I think you can find some in google (or the forums) if you search for *halftones in coreldraw* tutorial


----------



## Tmacker

Thanks for the tip!!
Nicely done


----------



## Blue_Fairy_Quest

I just wanted to say Thanks for the information. Know I wont be second guessing if I am doing it right. I have been avoiding doing halftones but with this formula you have help me take another step forward. Thank you and Blessings,
Sandy


----------



## PositiveDave

Dots from Photoshop are BAD.
They will give tone jumps and encourage drying-in of screens.
Here's an article on the subject:
Halftone Dots, a guide to their use and choice: GoArticles.com


----------



## fajaryayat

i love halftone 
thanks


----------



## abcdrs

Nice tutorial Ken..
Keep posting...


----------



## heathernew09

I decided it worked best for me to use the effect just like advised uptop and then Object/expand appearance, then livetrace with the color option (choosing the minimum amount of colors and expanding them. The downside is that I had to manually pluck the extra color from the gradient/half that I didn't want after it was vectored because I was going for one color but with a wacom it doesn't take that much time.


----------



## Bill Hood

tpitman said:


> You're correct for single color halftones or simulated process, but for 4-color process the angles need to be different to get the overlap of dots, although I read on one of these forums someone claims to use 75 degrees for all 4 colors and prints successfully. There are discussions elsewhere on this forum and over at screenprinters.net that debate different angle combinations that work.

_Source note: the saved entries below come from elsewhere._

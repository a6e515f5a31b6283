//! Page rendering.
//!
//! The document is rendered as one fixed column of styled lines whose
//! row counts come from [`crate::model::layout`]; the visible window is
//! the slice starting at the scroll offset. Hidden containers render as
//! blank rows of the same height, so revealing never reflows the page.

pub mod theme;

use crate::app::contact_form::{ContactForm, FormField, SubmitState};
use crate::app::App;
use crate::model::layout::{self, section_height};
use crate::model::{Card, CardState, FillState, Section, SectionKind, SkillItem};
use crate::services::time_source::TimeSource;
use ratatui::layout::Rect;
use ratatui::style::{Modifier, Style};
use ratatui::text::{Line, Span, Text};
use ratatui::widgets::Paragraph;
use ratatui::Frame;
use std::time::{Duration, Instant};
use theme::Theme;
use unicode_width::UnicodeWidthChar;

pub const NAV_ROWS: u16 = 1;
pub const STATUS_ROWS: u16 = 1;
pub const CHROME_ROWS: u16 = NAV_ROWS + STATUS_ROWS;

/// Maximum skill bar width in columns.
const BAR_WIDTH: usize = 40;
/// Columns a card slides in from during its reveal transition.
const CARD_SLIDE_COLS: usize = 6;

pub fn render(frame: &mut Frame, app: &App) {
    let area = frame.area();
    let theme = app.theme();
    let base = Style::default().bg(theme.bg).fg(theme.fg);

    if area.height < CHROME_ROWS || area.width < 4 {
        frame.render_widget(Paragraph::new("").style(base), area);
        return;
    }

    let nav_area = Rect::new(area.x, area.y, area.width, NAV_ROWS);
    let content_area = Rect::new(
        area.x,
        area.y + NAV_ROWS,
        area.width,
        area.height - CHROME_ROWS,
    );
    let status_area = Rect::new(area.x, area.y + area.height - STATUS_ROWS, area.width, STATUS_ROWS);

    render_nav(frame, nav_area, app);
    render_content(frame, content_area, app, base);
    render_status(frame, status_area, app, content_area.height as usize);
}

fn render_content(frame: &mut Frame, area: Rect, app: &App, base: Style) {
    if area.height == 0 {
        return;
    }
    let now = app.time.now();
    let lines = document_lines(app, now, area.width as usize);
    debug_assert_eq!(lines.len(), app.layout().total_rows);

    let visible: Vec<Line> = lines
        .into_iter()
        .skip(app.scroll())
        .take(area.height as usize)
        .collect();

    frame.render_widget(Paragraph::new(Text::from(visible)).style(base), area);
}

/// Render the whole document into one line per row.
fn document_lines(app: &App, now: Instant, width: usize) -> Vec<Line<'static>> {
    let theme = app.theme();
    let fill_ms = Duration::from_millis(app.config.animations.fill_transition_ms);
    let card_ms = Duration::from_millis(app.config.animations.card_transition_ms);
    let text_width = width.saturating_sub(4);

    let mut lines = Vec::with_capacity(app.layout().total_rows);
    for section in &app.page().sections {
        let height = section_height(section);
        let mut body = match section.kind {
            SectionKind::Hero => hero_lines(app, theme, text_width),
            _ if !section.reveal.is_revealed() => Vec::new(),
            SectionKind::About => about_lines(section, theme, text_width),
            SectionKind::Skills => skill_lines(section, theme, now, fill_ms, text_width),
            SectionKind::Projects | SectionKind::Experience => {
                card_lines(section, theme, now, card_ms, text_width)
            }
            SectionKind::Contact => contact_lines(section, &app.form, theme, text_width),
        };
        fix_len(&mut body, height);
        lines.append(&mut body);
    }
    lines
}

fn hero_lines(app: &App, theme: &Theme, width: usize) -> Vec<Line<'static>> {
    vec![
        Line::default(),
        Line::from(Span::styled(
            clip(&app.page().owner_name, width),
            Style::default()
                .fg(theme.heading_fg)
                .add_modifier(Modifier::BOLD),
        )),
        Line::from(vec![
            Span::styled("> ", Style::default().fg(theme.dim_fg)),
            Span::styled(
                clip(&app.typewriter.visible(), width.saturating_sub(3)),
                Style::default().fg(theme.accent_fg),
            ),
            Span::styled("▌", Style::default().fg(theme.accent_fg)),
        ]),
        Line::default(),
        Line::from(Span::styled(
            clip("1-5 jump · tab contact · t theme · q quit", width),
            Style::default().fg(theme.dim_fg),
        )),
        Line::default(),
    ]
}

fn header_lines(section: &Section, theme: &Theme, width: usize) -> Vec<Line<'static>> {
    vec![
        Line::from(vec![
            Span::styled("▌ ", Style::default().fg(theme.accent_fg)),
            Span::styled(
                clip(&section.title, width),
                Style::default()
                    .fg(theme.heading_fg)
                    .add_modifier(Modifier::BOLD),
            ),
        ]),
        Line::default(),
    ]
}

fn about_lines(section: &Section, theme: &Theme, width: usize) -> Vec<Line<'static>> {
    let mut lines = header_lines(section, theme, width);
    for paragraph in &section.paragraphs {
        lines.push(Line::from(Span::styled(
            format!("  {}", clip(paragraph, width)),
            Style::default().fg(theme.fg),
        )));
    }
    lines
}

fn skill_lines(
    section: &Section,
    theme: &Theme,
    now: Instant,
    fill_ms: Duration,
    width: usize,
) -> Vec<Line<'static>> {
    let mut lines = header_lines(section, theme, width);
    let bar_width = BAR_WIDTH.min(width.saturating_sub(2)).max(1);

    for item in &section.skills {
        let percent = fill_percent(item, now, fill_ms);
        let mut name_spans = vec![Span::styled(
            format!("  {}", clip(&item.name, width.saturating_sub(7))),
            Style::default().fg(theme.fg),
        )];
        if item.fill.target().is_some() {
            name_spans.push(Span::styled(
                format!("  {:>3.0}%", percent),
                Style::default().fg(theme.accent_fg),
            ));
        }
        lines.push(Line::from(name_spans));

        let filled = ((bar_width as f64) * percent / 100.0).round() as usize;
        let filled = filled.min(bar_width);
        lines.push(Line::from(vec![
            Span::raw("  "),
            Span::styled(
                "█".repeat(filled),
                Style::default().fg(theme.bar_filled_fg),
            ),
            Span::styled(
                "░".repeat(bar_width - filled),
                Style::default().fg(theme.bar_empty_fg),
            ),
        ]));
    }
    lines
}

/// Current visual fill of a skill bar, eased while transitioning.
fn fill_percent(item: &SkillItem, now: Instant, fill_ms: Duration) -> f64 {
    match item.fill {
        FillState::Empty => 0.0,
        FillState::Set { target } => target as f64,
        FillState::Filling { target, started } => {
            target as f64 * ease_out_cubic(progress(started, now, fill_ms))
        }
    }
}

fn card_lines(
    section: &Section,
    theme: &Theme,
    now: Instant,
    card_ms: Duration,
    width: usize,
) -> Vec<Line<'static>> {
    let mut lines = header_lines(section, theme, width);
    for card in &section.cards {
        lines.extend(single_card_lines(card, theme, now, card_ms, width));
    }
    lines
}

fn single_card_lines(
    card: &Card,
    theme: &Theme,
    now: Instant,
    card_ms: Duration,
    width: usize,
) -> Vec<Line<'static>> {
    let (p, shown) = match card.state {
        CardState::Hidden => return vec![Line::default(); layout::CARD_ROWS],
        CardState::Shown => (1.0, true),
        CardState::Revealing { since } => {
            let p = progress(since, now, card_ms);
            (p, p >= 1.0)
        }
    };

    // Position eases in from the right; color stays dimmed until the
    // transition completes (the terminal's stand-in for opacity).
    let indent = " ".repeat(((1.0 - ease_out_cubic(p)) * CARD_SLIDE_COLS as f64).round() as usize);
    let title_style = if shown {
        Style::default().fg(theme.fg).add_modifier(Modifier::BOLD)
    } else {
        Style::default().fg(theme.dim_fg)
    };
    let body_style = if shown {
        Style::default().fg(theme.fg)
    } else {
        Style::default().fg(theme.dim_fg)
    };
    let meta_style = Style::default().fg(theme.dim_fg);

    vec![
        Line::from(Span::styled(
            format!("{indent}  • {}", clip(&card.title, width.saturating_sub(6))),
            title_style,
        )),
        Line::from(Span::styled(
            format!("{indent}    {}", clip(&card.body, width.saturating_sub(6))),
            body_style,
        )),
        match &card.meta {
            Some(meta) => Line::from(Span::styled(
                format!("{indent}    {}", clip(meta, width.saturating_sub(6))),
                meta_style,
            )),
            None => Line::default(),
        },
        Line::default(),
    ]
}

fn contact_lines(
    section: &Section,
    form: &ContactForm,
    theme: &Theme,
    width: usize,
) -> Vec<Line<'static>> {
    let mut lines = header_lines(section, theme, width);

    for paragraph in &section.paragraphs {
        lines.push(Line::from(Span::styled(
            format!("  {}", clip(paragraph, width)),
            Style::default().fg(theme.fg),
        )));
    }

    for field in [FormField::Name, FormField::Email, FormField::Message] {
        let focused = form.focus() == Some(field);
        let marker = if focused { "▸ " } else { "  " };
        let mut value_style = Style::default().fg(theme.fg);
        if focused {
            value_style = value_style.bg(theme.form_focus_bg);
        }
        let value = clip(form.field_value(field), width.saturating_sub(14));
        let cursor = if focused { "▌" } else { "" };
        lines.push(Line::from(vec![
            Span::styled(marker, Style::default().fg(theme.accent_fg)),
            Span::styled(
                format!("{:<9}", field.label()),
                Style::default().fg(theme.form_label_fg),
            ),
            Span::styled(format!("{value}{cursor}"), value_style),
        ]));
    }

    lines.push(Line::from(Span::styled(
        clip("  tab next field · enter send · esc back to page", width),
        Style::default().fg(theme.dim_fg),
    )));

    let status = match form.state() {
        SubmitState::Idle => Line::default(),
        SubmitState::Pending => Line::from(Span::styled(
            "  Sending message...".to_string(),
            Style::default().fg(theme.pending_fg),
        )),
        SubmitState::Success(message) => Line::from(Span::styled(
            format!("  {}", clip(message, width)),
            Style::default().fg(theme.success_fg),
        )),
        SubmitState::Failure(error) => Line::from(Span::styled(
            format!("  {}", clip(error, width)),
            Style::default().fg(theme.error_fg),
        )),
    };
    lines.push(status);

    lines
}

fn render_nav(frame: &mut Frame, area: Rect, app: &App) {
    let theme = app.theme();
    let active = app.layout().section_at(app.scroll());

    let mut spans = vec![Span::styled(
        format!(" folio · {} ", app.page().owner_name),
        Style::default()
            .fg(theme.accent_fg)
            .add_modifier(Modifier::BOLD),
    )];

    for (i, &id) in app.page().navigable_section_ids().iter().enumerate() {
        let section = &app.page().sections[id];
        let style = if active == Some(id) {
            Style::default()
                .fg(theme.nav_active_fg)
                .add_modifier(Modifier::BOLD)
        } else {
            Style::default().fg(theme.nav_fg)
        };
        spans.push(Span::styled(
            format!(" [{}] {} ", i + 1, section.title),
            style,
        ));
    }

    frame.render_widget(
        Paragraph::new(Line::from(spans)).style(Style::default().bg(theme.nav_bg)),
        area,
    );
}

fn render_status(frame: &mut Frame, area: Rect, app: &App, content_height: usize) {
    let theme = app.theme();
    let max_scroll = app.layout().total_rows.saturating_sub(content_height);
    let percent = if max_scroll == 0 {
        100
    } else {
        (app.scroll() * 100) / max_scroll
    };

    let section_title = app
        .layout()
        .section_at(app.scroll())
        .map(|id| app.page().sections[id].title.as_str())
        .filter(|t| !t.is_empty())
        .unwrap_or("Top");

    let line = Line::from(vec![
        Span::styled(
            format!(" {section_title} · {percent}% "),
            Style::default().fg(theme.status_bar_fg),
        ),
        Span::styled(
            format!("· {} theme ", theme.name),
            Style::default().fg(theme.status_bar_fg),
        ),
    ]);

    frame.render_widget(
        Paragraph::new(line).style(Style::default().bg(theme.status_bar_bg)),
        area,
    );
}

/// Pad with blank lines or truncate so a section renders exactly its
/// layout height.
fn fix_len(lines: &mut Vec<Line<'static>>, height: usize) {
    lines.truncate(height);
    while lines.len() < height {
        lines.push(Line::default());
    }
}

/// Truncate to a display width, respecting wide characters.
fn clip(s: &str, max: usize) -> String {
    let mut width = 0;
    let mut out = String::new();
    for ch in s.chars() {
        let w = ch.width().unwrap_or(0);
        if width + w > max {
            break;
        }
        width += w;
        out.push(ch);
    }
    out
}

fn progress(since: Instant, now: Instant, duration: Duration) -> f64 {
    if duration.is_zero() {
        return 1.0;
    }
    (now.saturating_duration_since(since).as_secs_f64() / duration.as_secs_f64()).min(1.0)
}

fn ease_out_cubic(t: f64) -> f64 {
    let inv = 1.0 - t;
    1.0 - inv * inv * inv
}
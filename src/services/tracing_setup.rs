//! Tracing subscriber setup
//!
//! File-based logging only: while the terminal UI is active, stdout and
//! stderr belong to ratatui, so diagnostics go to a log file under the
//! state directory (see [`super::log_dirs`]).

use std::fs::File;
use std::path::Path;
use std::sync::Arc;
use tracing_subscriber::prelude::*;
use tracing_subscriber::{fmt, EnvFilter};

/// Initialize the global tracing subscriber with file logging.
///
/// Filtering follows `RUST_LOG` with an INFO default. Returns false if
/// the log file could not be created; the app keeps running unlogged.
pub fn init_global(log_file_path: &Path) -> bool {
    let Ok(log_file) = File::create(log_file_path) else {
        return false;
    };

    build_subscriber(log_file).init();
    true
}

/// Build a subscriber with file logging.
///
/// This is the core subscriber configuration shared between production
/// and tests.
pub fn build_subscriber(log_file: File) -> impl tracing::Subscriber + Send + Sync {
    let env_filter = EnvFilter::from_default_env().add_directive(tracing::Level::INFO.into());

    let fmt_layer = fmt::layer().with_writer(Arc::new(log_file));

    tracing_subscriber::registry()
        .with(fmt_layer)
        .with(env_filter)
}

#[cfg(test)]
mod tests {
    use super::*;
    use tempfile::NamedTempFile;

    #[test]
    fn test_subscriber_writes_to_file() {
        let log_file = NamedTempFile::new().unwrap();
        let subscriber = build_subscriber(log_file.reopen().unwrap());

        tracing::subscriber::with_default(subscriber, || {
            tracing::warn!("Test warning message");
        });

        let contents = std::fs::read_to_string(log_file.path()).expect("Failed to read log");
        assert!(contents.contains("WARN"), "Log should contain WARN level");
        assert!(
            contents.contains("Test warning message"),
            "Log should contain message"
        );
    }

    #[test]
    fn test_init_global_fails_on_bad_path() {
        let dir = tempfile::tempdir().unwrap();
        let bad = dir.path().join("missing-subdir").join("folio.log");
        assert!(!init_global(&bad));
    }
}
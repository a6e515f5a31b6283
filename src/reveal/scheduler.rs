//! Deferred reveal schedule.
//!
//! Staggered card reveals are held as explicit (due-instant, action)
//! pairs and executed when the event loop ticks past their deadline.
//! Nothing here cancels: once scheduled, an action runs even if its
//! container scrolls back out of view.

use crate::model::SectionId;
use std::time::{Duration, Instant};

/// A deferred presentation mutation.
#[derive(Debug, Clone, Copy, PartialEq, Eq)]
pub enum RevealAction {
    RevealCard { section: SectionId, card: usize },
}

#[derive(Debug, Clone, Copy)]
struct Entry {
    due: Instant,
    /// Insertion order, to keep draining stable for equal deadlines.
    seq: u64,
    action: RevealAction,
}

/// Executes deferred actions in deadline order.
#[derive(Debug, Default)]
pub struct RevealScheduler {
    entries: Vec<Entry>,
    next_seq: u64,
}

impl RevealScheduler {
    pub fn new() -> Self {
        Self::default()
    }

    /// Schedule `action` to run `delay` after `now`.
    pub fn schedule_after(&mut self, now: Instant, delay: Duration, action: RevealAction) {
        self.entries.push(Entry {
            due: now + delay,
            seq: self.next_seq,
            action,
        });
        self.next_seq += 1;
    }

    /// Remove and return every action due at or before `now`, ordered by
    /// deadline (insertion order breaks ties).
    pub fn drain_due(&mut self, now: Instant) -> Vec<RevealAction> {
        let mut due: Vec<Entry> = Vec::new();
        let mut i = 0;
        while i < self.entries.len() {
            if self.entries[i].due <= now {
                due.push(self.entries.swap_remove(i));
            } else {
                i += 1;
            }
        }
        due.sort_by_key(|e| (e.due, e.seq));
        due.into_iter().map(|e| e.action).collect()
    }

    /// Earliest outstanding deadline, used to size the event-loop poll
    /// timeout.
    pub fn next_due(&self) -> Option<Instant> {
        self.entries.iter().map(|e| e.due).min()
    }

    pub fn pending(&self) -> usize {
        self.entries.len()
    }

    pub fn is_empty(&self) -> bool {
        self.entries.is_empty()
    }
}

#[cfg(test)]
mod tests {
    use super::*;
    use proptest::prelude::*;

    fn card(i: usize) -> RevealAction {
        RevealAction::RevealCard {
            section: 0,
            card: i,
        }
    }

    #[test]
    fn test_drain_respects_deadlines() {
        let now = Instant::now();
        let mut scheduler = RevealScheduler::new();
        scheduler.schedule_after(now, Duration::from_millis(200), card(1));
        scheduler.schedule_after(now, Duration::ZERO, card(0));

        assert_eq!(scheduler.drain_due(now), vec![card(0)]);
        assert_eq!(scheduler.pending(), 1);

        assert_eq!(
            scheduler.drain_due(now + Duration::from_millis(199)),
            Vec::<RevealAction>::new()
        );
        assert_eq!(
            scheduler.drain_due(now + Duration::from_millis(200)),
            vec![card(1)]
        );
        assert!(scheduler.is_empty());
    }

    #[test]
    fn test_drain_orders_by_deadline_then_insertion() {
        let now = Instant::now();
        let mut scheduler = RevealScheduler::new();
        scheduler.schedule_after(now, Duration::from_millis(400), card(2));
        scheduler.schedule_after(now, Duration::from_millis(200), card(1));
        scheduler.schedule_after(now, Duration::from_millis(200), card(3));
        scheduler.schedule_after(now, Duration::ZERO, card(0));

        let drained = scheduler.drain_due(now + Duration::from_secs(1));
        assert_eq!(drained, vec![card(0), card(1), card(3), card(2)]);
    }

    #[test]
    fn test_next_due_is_earliest() {
        let now = Instant::now();
        let mut scheduler = RevealScheduler::new();
        assert_eq!(scheduler.next_due(), None);

        scheduler.schedule_after(now, Duration::from_millis(400), card(1));
        scheduler.schedule_after(now, Duration::from_millis(100), card(0));
        assert_eq!(scheduler.next_due(), Some(now + Duration::from_millis(100)));
    }

    proptest! {
        /// Draining past every deadline yields all actions, in
        /// nondecreasing deadline order.
        #[test]
        fn prop_drain_is_complete_and_ordered(delays in prop::collection::vec(0u64..5_000, 0..64)) {
            let now = Instant::now();
            let mut scheduler = RevealScheduler::new();
            for (i, &ms) in delays.iter().enumerate() {
                scheduler.schedule_after(now, Duration::from_millis(ms), card(i));
            }

            let drained = scheduler.drain_due(now + Duration::from_secs(10));
            prop_assert_eq!(drained.len(), delays.len());
            prop_assert!(scheduler.is_empty());

            // Deadlines are nondecreasing across the drained sequence.
            let drained_delays: Vec<u64> = drained
                .iter()
                .map(|a| {
                    let RevealAction::RevealCard { card: i, .. } = a;
                    delays[*i]
                })
                .collect();
            for pair in drained_delays.windows(2) {
                prop_assert!(pair[0] <= pair[1]);
            }
        }
    }
}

Tom, you may want to rethink that the angles need to be different. There is no basis for this statement other than perhaps you read it somewhere. This is the reason there are so many myths in this industry.

The Internet is a fickle thing. Anyone can make a statement and it begins to spread like wildfire and pretty soon everyone believes it to be true. It is always best to make statements that you have some practical experience with. Why not simply try outputting a sample 4-color process job with all angles set to 22.5 degrees and see the results yourself. 

I did this when Richard Greaves first proposed this angle at a meeting at Kings Fish House years ago and it worked, not just for me but for the other 5 people at the table, as well.

If more people would actually do what they talk of, we'd have far less confusion in this industry and the industry would start growing again, as it did before the Internet.


----------



## sben763

Did Bill just wake up.... Responding to a almost 4 year old post....I know Bill is considered a knowlageable person in the industry but he seems to be stuck on doing things as industry standards. I not saying this not always a good thing but if everyone always followed the rules we definitely wouldn't have some of the cool techniques and equipment in use today. If just starting out its best to stick to the rules until you learn how to break them.


----------



## Bill Hood

sben763 said:


> Did Bill just wake up.... Responding to a almost 4 year old post....I know Bill is considered a knowlageable person in the industry but he seems to be stuck on doing things as industry standards. I not saying this not always a good thing but if everyone always followed the rules we definitely wouldn't have some of the cool techniques and equipment in use today. If just starting out its best to stick to the rules until you learn how to break them.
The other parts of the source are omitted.